Goal of the exercise =>
Reply with one number: the count of lines in the records below that hold "rounded".

Material for the task =>
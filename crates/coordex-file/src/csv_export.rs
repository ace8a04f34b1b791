//! 坐标CSV导出
//!
//! 导出流程：
//! 1. 解析每个实体的锚点（任一失败则整体中止，不落盘）
//! 2. 锚点减参考点得到相对坐标，每轴独立四舍五入到两位小数
//! 3. 按实际写出的值排序：x 降序，再 y 降序
//! 4. 写出表头 `X<sep>Y` 和数据行
//!
//! 数值采用远离零的四舍五入（half away from zero）。
//! 换行符固定为 LF，保证跨平台逐次运行输出一致。

use crate::error::ExportError;
use crate::number_format::NumberFormat;
use coordex_core::anchor::AnchorResolver;
use coordex_core::entity::Entity;
use coordex_core::math::Point2;
use std::fs::File;
use std::io::{BufWriter, Write};
use std::path::{Path, PathBuf};

/// 四舍五入到两位小数（远离零），并把 -0.0 归一化为 0.0
fn round2(value: f64) -> f64 {
    let rounded = (value * 100.0).round() / 100.0;
    if rounded == 0.0 {
        0.0
    } else {
        rounded
    }
}

/// 导出实体锚点相对参考点的坐标到CSV文件
///
/// 所有行先在内存中组装完毕才创建目标文件，
/// 因此解析失败时不会留下部分写入的文件。
/// 成功时返回写入的文件路径。
pub fn export(
    reference: Point2,
    entities: &[Entity],
    path: &Path,
    format: NumberFormat,
    resolver: &AnchorResolver,
) -> Result<PathBuf, ExportError> {
    // 先解析全部锚点并计算相对坐标
    let mut rows = Vec::with_capacity(entities.len());
    for entity in entities {
        let anchor = resolver.resolve(entity)?;
        rows.push((
            round2(anchor.x - reference.x),
            round2(anchor.y - reference.y),
        ));
    }

    // 按写出的值排序；sort_by 是稳定排序，完全相等时保持输入顺序
    rows.sort_by(|a, b| b.0.total_cmp(&a.0).then(b.1.total_cmp(&a.1)));

    let sep = format.field_separator;
    let mut content = String::with_capacity(16 * (rows.len() + 1));
    content.push('X');
    content.push(sep);
    content.push('Y');
    content.push('\n');
    for (x, y) in &rows {
        content.push_str(&format.format(*x));
        content.push(sep);
        content.push_str(&format.format(*y));
        content.push('\n');
    }

    let file = File::create(path)?;
    let mut writer = BufWriter::new(file);
    writer.write_all(content.as_bytes())?;
    writer.flush()?;

    tracing::info!(
        "Exported {} coordinates to {}",
        rows.len(),
        path.display()
    );

    Ok(path.to_path_buf())
}
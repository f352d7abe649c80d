//! Database backend contract
//!
//! The reader talks to the shared key/value store through [`DbBackend`]. The
//! store itself, its networking and its pub/sub transport live outside this
//! crate; implementations are injected into [`crate::Reader::new`].

use std::collections::HashMap;
use std::sync::Arc;

use thiserror::Error;

/// Opaque error reported by a backend implementation.
#[derive(Debug, Clone, PartialEq, Eq, Error)]
#[error("{0}")]
pub struct BackendError(pub String);

impl BackendError {
    /// Creates a backend error with the given description.
    pub fn new(message: impl Into<String>) -> Self {
        Self(message.into())
    }
}

/// Callback the backend invokes for every notification batch.
///
/// Arguments are the channel name and the event strings of the batch.
pub type ChannelCallback = Arc<dyn Fn(&str, &[String]) + Send + Sync>;

/// Key/value store with channel notifications.
pub trait DbBackend: Send + Sync {
    /// Fetches all `keys` in one atomic batch.
    ///
    /// A key missing from the returned map and a key mapped to `None` both
    /// mean the value is absent.
    fn get(&self, keys: &[String]) -> Result<HashMap<String, Option<String>>, BackendError>;

    /// Registers `callback` for notifications published on `channels`.
    ///
    /// The callback is invoked from the backend's notification path, possibly
    /// concurrently for different channels.
    fn subscribe_channel(
        &self,
        callback: ChannelCallback,
        channels: &[String],
    ) -> Result<(), BackendError>;

    /// Releases the connection. Later calls must fail fast.
    fn close(&self) -> Result<(), BackendError>;
}
//! Reader configuration
//!
//! Configuration of a UE-NIB reader process: which gNBs and event categories
//! to subscribe to, how to log, and an optional key/value snapshot used to
//! seed an in-memory backend.

use std::collections::BTreeMap;
use std::fs;
use std::path::Path;

use serde::{Deserialize, Serialize};

use crate::error::Error;
use crate::logging::LogLevel;

/// Event category subscribed when a configuration names none.
pub const DEFAULT_CATEGORY: &str = "DUAL_CONNECTIVITY";

fn default_categories() -> Vec<String> {
    vec![DEFAULT_CATEGORY.to_string()]
}

/// UE-NIB reader configuration.
#[derive(Debug, Clone, PartialEq, Eq, Serialize, Deserialize)]
pub struct ReaderConfig {
    /// Log level, overridden by `RUST_LOG`
    #[serde(default)]
    pub log_level: LogLevel,
    /// Optional `EnvFilter` directive string, takes precedence over `log_level`
    #[serde(default)]
    pub log_filter: Option<String>,
    /// gNB RAN names whose events are subscribed
    pub gnbs: Vec<String>,
    /// Event category names (or numeric IDs) to subscribe per gNB
    #[serde(default = "default_categories")]
    pub categories: Vec<String>,
    /// Initial UE-NIB key/value snapshot
    #[serde(default)]
    pub data: BTreeMap<String, String>,
}

impl ReaderConfig {
    /// Creates a configuration subscribing the default category of the given gNBs.
    pub fn new<I, S>(gnbs: I) -> Self
    where
        I: IntoIterator<Item = S>,
        S: Into<String>,
    {
        Self {
            log_level: LogLevel::default(),
            log_filter: None,
            gnbs: gnbs.into_iter().map(Into::into).collect(),
            categories: default_categories(),
            data: BTreeMap::new(),
        }
    }

    /// Returns the logging filter directive for this configuration.
    pub fn filter_directive(&self) -> String {
        self.log_filter
            .clone()
            .unwrap_or_else(|| self.log_level.to_string())
    }

    /// Checks the configuration for values a reader cannot work with.
    pub fn validate(&self) -> Result<(), Error> {
        if self.gnbs.is_empty() {
            return Err(Error::Config("at least one gNB is required".to_string()));
        }
        if self.gnbs.iter().any(|gnb| gnb.is_empty()) {
            return Err(Error::Config("gNB name must not be empty".to_string()));
        }
        if self.categories.iter().any(|c| c.trim().is_empty()) {
            return Err(Error::Config("event category must not be empty".to_string()));
        }
        Ok(())
    }

    /// Parses a reader configuration from a YAML string.
    ///
    /// # Example
    /// ```
    /// use uenib_common::ReaderConfig;
    ///
    /// let yaml = r#"
    /// gnbs: ["somegnb:310-410-b5c67788"]
    /// data:
    ///   "100,UE_PSCELL_PCI": "12"
    /// "#;
    ///
    /// let config = ReaderConfig::from_yaml(yaml).unwrap();
    /// assert_eq!(config.categories, vec!["DUAL_CONNECTIVITY".to_string()]);
    /// ```
    pub fn from_yaml(yaml: &str) -> Result<Self, Error> {
        Ok(serde_yaml::from_str(yaml)?)
    }

    /// Loads a reader configuration from a YAML file.
    ///
    /// # Returns
    /// * `Ok(ReaderConfig)` - Successfully loaded configuration
    /// * `Err(Error)` - File I/O or YAML parsing error
    pub fn from_yaml_file<P: AsRef<Path>>(path: P) -> Result<Self, Error> {
        let contents = fs::read_to_string(path)?;
        Self::from_yaml(&contents)
    }

    /// Serializes the configuration to a YAML string.
    pub fn to_yaml(&self) -> Result<String, Error> {
        Ok(serde_yaml::to_string(self)?)
    }
}
//! Event subscription
//!
//! Events are published per gNB and category on channels named
//! `<gNb>_<CATEGORY_NAME>`. Subscriptions come in three modes:
//!
//! - raw: the caller gets every batch of event strings
//! - structured: dual connectivity events are parsed first and only known
//!   event types are passed on
//! - channel: like structured, but events are sent to a tokio channel
//!
//! Delivery is at most once. Nothing is retried or deduplicated here.

use std::sync::Arc;

use tokio::sync::mpsc;
use tracing::{debug, trace, warn};
use uenib_common::UeId;

use crate::backend::ChannelCallback;
use crate::error::{ReaderError, Result};
use crate::event::{parse_dc_event, DcEvent, DcEventType, EventCategory};
use crate::reader::Reader;

/// Dual connectivity event received from a gNB.
#[derive(Debug, Clone, PartialEq, Eq)]
pub struct DcNotification {
    /// gNB the event was published for
    pub gnb: String,
    /// Parsed event
    pub event: DcEvent,
}

/// Returns the channel name of `category` events of `gnb`.
///
/// `None` for a category without a wire name.
pub fn event_channel(gnb: &str, category: EventCategory) -> Option<String> {
    category.name().map(|name| format!("{gnb}_{name}"))
}

impl Reader {
    /// Subscribes `callback` to every category of every gNB listed.
    ///
    /// The callback receives the gNB, the category and the raw event strings
    /// of one notification batch. It runs on the backend's notification path.
    ///
    /// An unrecognized category fails with a validation error. Pairs
    /// subscribed before the failing one stay subscribed.
    pub fn subscribe_events<S, F>(
        &self,
        gnbs: &[S],
        categories: &[EventCategory],
        callback: F,
    ) -> Result<()>
    where
        S: AsRef<str>,
        F: Fn(&str, EventCategory, &[String]) + Send + Sync + 'static,
    {
        let callback = Arc::new(callback);
        for gnb in gnbs {
            let gnb = gnb.as_ref();
            let scope = UeId::new(gnb, "", "");
            self.ensure_open(&scope)?;

            for &category in categories {
                let Some(channel) = event_channel(gnb, category) else {
                    return Err(ReaderError::validation(
                        &scope,
                        format!("Unknown event category ID: {}", category.id()),
                    ));
                };

                let client = callback.clone();
                let owner = gnb.to_string();
                let adapter: ChannelCallback = Arc::new(move |channel: &str, events: &[String]| {
                    trace!(channel, count = events.len(), "UE-NIB event batch");
                    client(&owner, category, events);
                });

                self.backend()
                    .subscribe_channel(adapter, std::slice::from_ref(&channel))
                    .map_err(|e| ReaderError::backend(&scope, &e))?;
                debug!(channel = %channel, "Subscribed to UE-NIB events");
            }
        }
        Ok(())
    }

    /// Subscribes `callback` to parsed dual connectivity events of the gNBs.
    ///
    /// Events of unknown type are dropped silently. Events that fail to parse
    /// are dropped with a warning.
    pub fn subscribe_dc_events<S, F>(&self, gnbs: &[S], callback: F) -> Result<()>
    where
        S: AsRef<str>,
        F: Fn(&str, DcEvent) + Send + Sync + 'static,
    {
        self.subscribe_events(
            gnbs,
            &[EventCategory::DualConnectivity],
            move |gnb, _category, events| {
                for raw in events {
                    match parse_dc_event(raw) {
                        Ok(event) if event.event_type == DcEventType::Unknown => {
                            trace!(gnb, event = %raw, "Ignoring unknown dual connectivity event");
                        }
                        Ok(event) => callback(gnb, event),
                        Err(e) => {
                            warn!(gnb, event = %raw, "Dropping dual connectivity event: {}", e);
                        }
                    }
                }
            },
        )
    }

    /// Subscribes to dual connectivity events of the gNBs and returns a
    /// receiver for them.
    ///
    /// Filtering is the same as in [`Reader::subscribe_dc_events`]. Events
    /// arriving after the receiver has been dropped are discarded.
    pub fn dc_event_channel<S>(
        &self,
        gnbs: &[S],
    ) -> Result<mpsc::UnboundedReceiver<DcNotification>>
    where
        S: AsRef<str>,
    {
        let (tx, rx) = mpsc::unbounded_channel();
        self.subscribe_dc_events(gnbs, move |gnb, event| {
            let notification = DcNotification {
                gnb: gnb.to_string(),
                event,
            };
            if tx.send(notification).is_err() {
                trace!(gnb, "DC event receiver dropped");
            }
        })?;
        Ok(rx)
    }
}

Solution for this exercise =>
3